Among the lines below, a stretch begins at the one with "repository 3b51156d8e95df1e" and ends at the one with "Engine error types.". Repeat that stretch exactly, ends included.
(Data records begins)
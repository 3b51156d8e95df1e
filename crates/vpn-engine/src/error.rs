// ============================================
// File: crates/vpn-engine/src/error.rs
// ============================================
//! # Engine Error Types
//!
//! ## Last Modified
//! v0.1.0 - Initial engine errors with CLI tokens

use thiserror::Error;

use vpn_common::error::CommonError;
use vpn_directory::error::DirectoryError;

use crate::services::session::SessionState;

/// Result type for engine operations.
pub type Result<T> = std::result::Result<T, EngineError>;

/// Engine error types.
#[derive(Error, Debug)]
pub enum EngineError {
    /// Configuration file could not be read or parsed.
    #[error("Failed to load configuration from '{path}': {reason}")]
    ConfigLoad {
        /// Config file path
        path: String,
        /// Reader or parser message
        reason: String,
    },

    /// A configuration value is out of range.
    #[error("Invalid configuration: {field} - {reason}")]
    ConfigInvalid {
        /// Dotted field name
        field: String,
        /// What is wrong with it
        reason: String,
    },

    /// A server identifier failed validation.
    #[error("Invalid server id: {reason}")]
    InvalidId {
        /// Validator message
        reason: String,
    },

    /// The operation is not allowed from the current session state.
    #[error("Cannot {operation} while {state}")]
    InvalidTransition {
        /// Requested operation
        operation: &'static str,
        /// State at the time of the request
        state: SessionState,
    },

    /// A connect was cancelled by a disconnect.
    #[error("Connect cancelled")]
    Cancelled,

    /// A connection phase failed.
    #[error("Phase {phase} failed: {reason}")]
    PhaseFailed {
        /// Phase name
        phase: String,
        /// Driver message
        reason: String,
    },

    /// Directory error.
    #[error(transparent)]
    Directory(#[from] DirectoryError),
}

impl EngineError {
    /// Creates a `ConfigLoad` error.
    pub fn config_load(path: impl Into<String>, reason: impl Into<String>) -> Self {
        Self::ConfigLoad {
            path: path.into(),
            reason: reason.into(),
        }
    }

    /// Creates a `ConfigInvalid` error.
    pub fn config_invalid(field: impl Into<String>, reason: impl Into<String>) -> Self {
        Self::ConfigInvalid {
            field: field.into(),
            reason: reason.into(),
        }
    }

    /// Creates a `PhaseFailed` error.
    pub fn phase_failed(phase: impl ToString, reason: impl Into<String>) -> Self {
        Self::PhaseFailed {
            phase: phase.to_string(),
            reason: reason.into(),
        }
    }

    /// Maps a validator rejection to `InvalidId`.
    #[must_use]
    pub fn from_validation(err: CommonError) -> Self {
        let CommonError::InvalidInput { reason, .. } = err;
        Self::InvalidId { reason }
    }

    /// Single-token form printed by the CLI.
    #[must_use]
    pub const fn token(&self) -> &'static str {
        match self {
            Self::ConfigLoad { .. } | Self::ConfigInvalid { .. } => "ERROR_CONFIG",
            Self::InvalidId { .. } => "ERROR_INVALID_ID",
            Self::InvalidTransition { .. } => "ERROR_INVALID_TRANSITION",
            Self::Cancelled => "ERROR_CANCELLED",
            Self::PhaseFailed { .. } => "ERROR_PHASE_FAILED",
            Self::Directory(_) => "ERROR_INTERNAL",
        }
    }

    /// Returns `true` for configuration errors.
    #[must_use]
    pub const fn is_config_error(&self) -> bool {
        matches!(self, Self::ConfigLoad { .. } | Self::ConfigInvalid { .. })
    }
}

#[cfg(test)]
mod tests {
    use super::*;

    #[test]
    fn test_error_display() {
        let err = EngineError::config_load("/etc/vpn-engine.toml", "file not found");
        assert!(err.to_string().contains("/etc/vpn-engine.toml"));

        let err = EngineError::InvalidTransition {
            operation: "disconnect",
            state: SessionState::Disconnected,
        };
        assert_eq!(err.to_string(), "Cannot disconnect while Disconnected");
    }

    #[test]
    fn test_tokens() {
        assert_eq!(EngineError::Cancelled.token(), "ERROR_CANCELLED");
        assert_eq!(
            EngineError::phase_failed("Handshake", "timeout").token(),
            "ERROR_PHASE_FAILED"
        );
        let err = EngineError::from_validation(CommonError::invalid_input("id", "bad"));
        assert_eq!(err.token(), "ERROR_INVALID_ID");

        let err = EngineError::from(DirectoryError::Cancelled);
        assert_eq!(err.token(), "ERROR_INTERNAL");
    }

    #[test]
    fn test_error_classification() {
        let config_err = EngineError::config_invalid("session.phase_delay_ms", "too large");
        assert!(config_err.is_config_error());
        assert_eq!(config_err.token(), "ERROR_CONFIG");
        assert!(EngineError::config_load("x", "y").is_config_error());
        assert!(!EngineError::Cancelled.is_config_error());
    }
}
(Data records ends)
(Data records begins)
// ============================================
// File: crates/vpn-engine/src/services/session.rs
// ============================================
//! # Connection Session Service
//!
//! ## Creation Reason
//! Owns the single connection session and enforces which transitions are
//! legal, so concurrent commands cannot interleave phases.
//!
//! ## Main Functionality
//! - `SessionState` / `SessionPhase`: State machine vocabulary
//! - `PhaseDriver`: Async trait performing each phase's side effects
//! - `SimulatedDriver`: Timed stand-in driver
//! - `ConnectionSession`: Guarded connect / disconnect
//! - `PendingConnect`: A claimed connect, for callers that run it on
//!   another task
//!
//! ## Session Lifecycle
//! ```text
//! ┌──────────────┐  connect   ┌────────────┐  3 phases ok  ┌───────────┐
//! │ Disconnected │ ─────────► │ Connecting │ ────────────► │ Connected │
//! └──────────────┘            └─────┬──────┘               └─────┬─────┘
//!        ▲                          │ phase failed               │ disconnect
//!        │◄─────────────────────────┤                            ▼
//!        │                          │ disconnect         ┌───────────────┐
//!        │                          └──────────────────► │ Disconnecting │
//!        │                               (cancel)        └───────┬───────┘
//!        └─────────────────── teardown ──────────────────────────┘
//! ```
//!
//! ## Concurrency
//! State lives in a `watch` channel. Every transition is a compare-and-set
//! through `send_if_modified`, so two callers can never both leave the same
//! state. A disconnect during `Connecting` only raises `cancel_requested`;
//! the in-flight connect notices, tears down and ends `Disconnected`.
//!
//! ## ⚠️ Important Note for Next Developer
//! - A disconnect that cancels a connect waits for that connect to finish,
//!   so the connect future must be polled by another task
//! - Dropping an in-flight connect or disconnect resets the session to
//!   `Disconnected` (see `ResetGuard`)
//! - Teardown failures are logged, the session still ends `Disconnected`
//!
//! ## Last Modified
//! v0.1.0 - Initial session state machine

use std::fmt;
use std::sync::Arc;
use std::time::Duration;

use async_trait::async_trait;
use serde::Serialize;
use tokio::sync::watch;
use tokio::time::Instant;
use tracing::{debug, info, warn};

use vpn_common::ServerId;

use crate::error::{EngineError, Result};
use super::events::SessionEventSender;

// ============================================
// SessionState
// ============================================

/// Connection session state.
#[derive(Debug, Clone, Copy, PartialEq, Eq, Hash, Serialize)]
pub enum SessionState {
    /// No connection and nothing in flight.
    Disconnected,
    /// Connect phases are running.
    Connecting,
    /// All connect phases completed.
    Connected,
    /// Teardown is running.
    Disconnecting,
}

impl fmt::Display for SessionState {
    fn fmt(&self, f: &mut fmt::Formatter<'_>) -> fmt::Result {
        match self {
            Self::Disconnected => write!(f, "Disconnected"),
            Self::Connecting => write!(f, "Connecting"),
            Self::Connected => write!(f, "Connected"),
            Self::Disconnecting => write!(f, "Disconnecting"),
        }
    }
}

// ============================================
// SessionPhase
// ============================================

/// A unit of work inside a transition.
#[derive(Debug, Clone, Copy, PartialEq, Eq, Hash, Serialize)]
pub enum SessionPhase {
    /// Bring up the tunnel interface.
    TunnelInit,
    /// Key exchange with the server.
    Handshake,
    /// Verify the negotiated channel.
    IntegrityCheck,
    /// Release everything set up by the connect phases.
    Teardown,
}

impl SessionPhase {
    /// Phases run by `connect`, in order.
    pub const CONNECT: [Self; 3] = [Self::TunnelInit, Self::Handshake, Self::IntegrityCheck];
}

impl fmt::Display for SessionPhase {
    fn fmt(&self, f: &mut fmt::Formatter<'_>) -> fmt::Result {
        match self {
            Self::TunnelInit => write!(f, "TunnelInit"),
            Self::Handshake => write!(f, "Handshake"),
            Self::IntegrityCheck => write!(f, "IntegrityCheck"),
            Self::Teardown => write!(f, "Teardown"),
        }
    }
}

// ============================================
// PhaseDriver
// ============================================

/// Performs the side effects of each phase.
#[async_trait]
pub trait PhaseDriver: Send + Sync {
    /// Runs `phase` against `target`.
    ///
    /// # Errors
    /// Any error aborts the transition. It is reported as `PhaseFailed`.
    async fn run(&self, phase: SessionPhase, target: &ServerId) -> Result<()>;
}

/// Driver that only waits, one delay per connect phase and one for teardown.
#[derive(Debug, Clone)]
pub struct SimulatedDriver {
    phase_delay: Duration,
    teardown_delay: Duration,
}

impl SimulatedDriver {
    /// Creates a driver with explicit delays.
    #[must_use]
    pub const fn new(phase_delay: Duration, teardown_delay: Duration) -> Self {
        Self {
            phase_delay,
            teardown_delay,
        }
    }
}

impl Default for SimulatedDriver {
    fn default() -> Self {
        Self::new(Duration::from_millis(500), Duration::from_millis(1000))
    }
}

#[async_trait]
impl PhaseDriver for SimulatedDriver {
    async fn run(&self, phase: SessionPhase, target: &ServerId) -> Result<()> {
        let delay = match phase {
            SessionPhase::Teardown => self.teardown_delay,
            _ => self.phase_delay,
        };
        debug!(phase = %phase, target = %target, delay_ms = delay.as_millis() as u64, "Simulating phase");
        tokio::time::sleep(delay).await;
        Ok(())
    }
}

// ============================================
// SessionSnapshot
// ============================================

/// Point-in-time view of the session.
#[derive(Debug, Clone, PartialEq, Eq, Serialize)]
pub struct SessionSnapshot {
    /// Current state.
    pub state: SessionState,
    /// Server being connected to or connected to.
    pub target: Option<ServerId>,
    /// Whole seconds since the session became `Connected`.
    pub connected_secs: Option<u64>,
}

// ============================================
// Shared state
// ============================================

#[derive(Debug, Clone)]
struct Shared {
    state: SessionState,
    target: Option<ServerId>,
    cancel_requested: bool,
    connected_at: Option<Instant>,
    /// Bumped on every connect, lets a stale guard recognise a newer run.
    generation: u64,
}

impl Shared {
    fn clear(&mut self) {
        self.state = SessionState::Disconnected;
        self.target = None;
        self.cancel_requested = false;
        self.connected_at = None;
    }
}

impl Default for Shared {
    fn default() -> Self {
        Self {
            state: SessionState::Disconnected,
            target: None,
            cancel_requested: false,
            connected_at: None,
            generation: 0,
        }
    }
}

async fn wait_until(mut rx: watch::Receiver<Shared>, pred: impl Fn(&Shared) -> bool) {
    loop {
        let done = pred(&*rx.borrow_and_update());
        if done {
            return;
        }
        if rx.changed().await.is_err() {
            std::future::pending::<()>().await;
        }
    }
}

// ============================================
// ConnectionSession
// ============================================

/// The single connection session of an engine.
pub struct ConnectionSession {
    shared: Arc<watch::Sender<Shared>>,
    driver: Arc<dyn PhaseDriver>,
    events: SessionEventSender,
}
(Data records ends)
(Data records begins)
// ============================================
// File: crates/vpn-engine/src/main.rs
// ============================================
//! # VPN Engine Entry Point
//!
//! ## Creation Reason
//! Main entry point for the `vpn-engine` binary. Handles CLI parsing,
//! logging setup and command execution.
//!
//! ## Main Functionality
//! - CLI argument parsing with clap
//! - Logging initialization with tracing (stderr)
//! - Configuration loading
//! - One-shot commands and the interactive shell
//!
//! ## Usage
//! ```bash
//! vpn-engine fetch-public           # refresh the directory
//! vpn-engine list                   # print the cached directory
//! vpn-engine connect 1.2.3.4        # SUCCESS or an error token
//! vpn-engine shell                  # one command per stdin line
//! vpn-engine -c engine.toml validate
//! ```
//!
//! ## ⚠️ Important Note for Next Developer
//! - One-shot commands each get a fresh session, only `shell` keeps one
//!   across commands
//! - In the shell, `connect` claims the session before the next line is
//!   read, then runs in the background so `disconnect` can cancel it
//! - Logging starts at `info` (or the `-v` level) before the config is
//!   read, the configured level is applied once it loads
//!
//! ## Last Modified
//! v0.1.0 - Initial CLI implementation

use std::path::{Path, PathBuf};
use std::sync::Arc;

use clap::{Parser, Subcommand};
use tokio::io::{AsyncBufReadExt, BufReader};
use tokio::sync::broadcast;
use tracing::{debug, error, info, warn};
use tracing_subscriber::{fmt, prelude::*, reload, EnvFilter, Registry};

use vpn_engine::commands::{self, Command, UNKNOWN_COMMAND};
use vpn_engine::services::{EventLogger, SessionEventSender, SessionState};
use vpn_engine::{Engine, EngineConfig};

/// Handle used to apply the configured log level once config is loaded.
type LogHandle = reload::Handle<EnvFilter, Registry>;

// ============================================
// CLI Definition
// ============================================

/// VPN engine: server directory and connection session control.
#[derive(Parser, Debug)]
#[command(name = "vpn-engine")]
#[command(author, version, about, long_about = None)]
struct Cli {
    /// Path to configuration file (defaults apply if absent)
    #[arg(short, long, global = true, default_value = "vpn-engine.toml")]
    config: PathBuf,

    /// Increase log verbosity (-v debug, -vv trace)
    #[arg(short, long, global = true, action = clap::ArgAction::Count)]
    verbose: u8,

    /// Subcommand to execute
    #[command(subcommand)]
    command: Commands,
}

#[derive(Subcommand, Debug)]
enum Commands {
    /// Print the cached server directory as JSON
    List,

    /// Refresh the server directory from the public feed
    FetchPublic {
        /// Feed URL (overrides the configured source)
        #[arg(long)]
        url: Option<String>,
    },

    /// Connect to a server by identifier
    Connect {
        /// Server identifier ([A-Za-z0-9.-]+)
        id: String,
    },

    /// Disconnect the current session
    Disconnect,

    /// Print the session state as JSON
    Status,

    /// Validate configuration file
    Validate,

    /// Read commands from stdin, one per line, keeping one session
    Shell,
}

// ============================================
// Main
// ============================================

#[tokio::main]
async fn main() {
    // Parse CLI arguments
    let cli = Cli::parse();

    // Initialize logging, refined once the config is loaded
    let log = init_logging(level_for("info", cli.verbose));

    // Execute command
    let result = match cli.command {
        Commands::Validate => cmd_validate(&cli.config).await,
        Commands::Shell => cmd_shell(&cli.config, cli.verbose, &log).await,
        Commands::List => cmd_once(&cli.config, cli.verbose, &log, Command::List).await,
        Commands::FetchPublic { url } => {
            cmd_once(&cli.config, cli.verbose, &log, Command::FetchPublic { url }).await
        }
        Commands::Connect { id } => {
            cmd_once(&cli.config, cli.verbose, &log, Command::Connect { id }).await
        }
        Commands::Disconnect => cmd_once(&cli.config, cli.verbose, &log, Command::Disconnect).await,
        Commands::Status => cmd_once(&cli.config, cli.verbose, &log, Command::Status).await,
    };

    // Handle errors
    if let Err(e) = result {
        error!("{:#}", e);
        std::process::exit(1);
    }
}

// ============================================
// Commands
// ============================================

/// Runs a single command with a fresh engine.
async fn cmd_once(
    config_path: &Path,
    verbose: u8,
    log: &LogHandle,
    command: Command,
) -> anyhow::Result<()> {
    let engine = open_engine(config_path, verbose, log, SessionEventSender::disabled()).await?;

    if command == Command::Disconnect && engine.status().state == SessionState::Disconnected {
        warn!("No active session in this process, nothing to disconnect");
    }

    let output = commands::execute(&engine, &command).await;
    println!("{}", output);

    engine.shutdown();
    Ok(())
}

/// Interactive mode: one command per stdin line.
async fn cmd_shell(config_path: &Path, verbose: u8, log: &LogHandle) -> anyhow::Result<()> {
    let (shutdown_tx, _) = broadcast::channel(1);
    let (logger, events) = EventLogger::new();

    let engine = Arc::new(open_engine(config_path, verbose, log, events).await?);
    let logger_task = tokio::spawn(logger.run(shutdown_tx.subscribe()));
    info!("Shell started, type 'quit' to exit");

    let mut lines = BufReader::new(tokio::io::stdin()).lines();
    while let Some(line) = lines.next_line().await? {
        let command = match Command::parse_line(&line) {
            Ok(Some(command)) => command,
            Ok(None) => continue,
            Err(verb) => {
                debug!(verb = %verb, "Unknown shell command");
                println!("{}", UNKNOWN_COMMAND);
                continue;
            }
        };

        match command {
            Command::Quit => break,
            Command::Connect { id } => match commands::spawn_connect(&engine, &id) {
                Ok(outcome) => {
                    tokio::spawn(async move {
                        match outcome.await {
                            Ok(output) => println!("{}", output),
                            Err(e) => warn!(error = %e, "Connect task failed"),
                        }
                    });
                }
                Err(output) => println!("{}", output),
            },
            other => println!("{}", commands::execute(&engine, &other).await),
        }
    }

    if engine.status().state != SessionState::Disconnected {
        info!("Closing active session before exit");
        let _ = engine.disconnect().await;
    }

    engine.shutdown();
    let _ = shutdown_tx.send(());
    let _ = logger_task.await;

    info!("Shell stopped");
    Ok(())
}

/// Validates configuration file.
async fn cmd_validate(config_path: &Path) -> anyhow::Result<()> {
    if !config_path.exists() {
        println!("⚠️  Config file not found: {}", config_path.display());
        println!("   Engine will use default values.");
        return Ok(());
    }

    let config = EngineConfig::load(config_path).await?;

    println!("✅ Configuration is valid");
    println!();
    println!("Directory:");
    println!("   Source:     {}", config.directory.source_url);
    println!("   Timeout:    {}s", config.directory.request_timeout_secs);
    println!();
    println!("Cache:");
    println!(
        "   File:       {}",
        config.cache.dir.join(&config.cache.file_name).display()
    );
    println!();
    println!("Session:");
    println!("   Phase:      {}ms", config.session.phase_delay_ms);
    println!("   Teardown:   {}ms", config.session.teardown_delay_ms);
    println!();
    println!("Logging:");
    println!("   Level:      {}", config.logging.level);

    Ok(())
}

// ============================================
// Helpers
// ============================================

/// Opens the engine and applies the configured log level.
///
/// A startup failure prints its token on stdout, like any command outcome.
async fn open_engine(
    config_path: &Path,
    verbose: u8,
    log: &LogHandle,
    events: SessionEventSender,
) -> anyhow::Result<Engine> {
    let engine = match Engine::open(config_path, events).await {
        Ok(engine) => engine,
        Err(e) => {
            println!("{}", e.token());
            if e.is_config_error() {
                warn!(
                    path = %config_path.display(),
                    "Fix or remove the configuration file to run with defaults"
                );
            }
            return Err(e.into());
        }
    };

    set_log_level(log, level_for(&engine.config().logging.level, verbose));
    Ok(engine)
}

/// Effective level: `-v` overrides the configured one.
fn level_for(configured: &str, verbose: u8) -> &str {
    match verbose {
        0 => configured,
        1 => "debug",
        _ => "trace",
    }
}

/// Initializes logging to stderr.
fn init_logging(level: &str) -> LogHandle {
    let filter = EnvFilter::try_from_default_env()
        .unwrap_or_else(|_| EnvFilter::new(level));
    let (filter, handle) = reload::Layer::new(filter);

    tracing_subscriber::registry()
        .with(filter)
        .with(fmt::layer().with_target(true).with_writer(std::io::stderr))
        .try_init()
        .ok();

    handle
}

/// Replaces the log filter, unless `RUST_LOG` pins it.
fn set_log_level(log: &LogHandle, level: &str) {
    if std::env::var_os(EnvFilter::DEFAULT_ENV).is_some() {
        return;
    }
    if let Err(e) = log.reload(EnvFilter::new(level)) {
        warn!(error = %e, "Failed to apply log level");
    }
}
(Data records ends)
Reply to the task ::
repository 3b51156d8e95df1e
filename crates/vpn-engine/src/error.rs
// ============================================
// File: crates/vpn-engine/src/error.rs
// ============================================
//! # Engine Error Types
//!
//! ## Last Modified
//! v0.1.0 - Initial engine errors with CLI tokens

use thiserror::Error;

use vpn_common::error::CommonError;
use vpn_directory::error::DirectoryError;

use crate::services::session::SessionState;

/// Result type for engine operations.
pub type Result<T> = std::result::Result<T, EngineError>;

/// Engine error types.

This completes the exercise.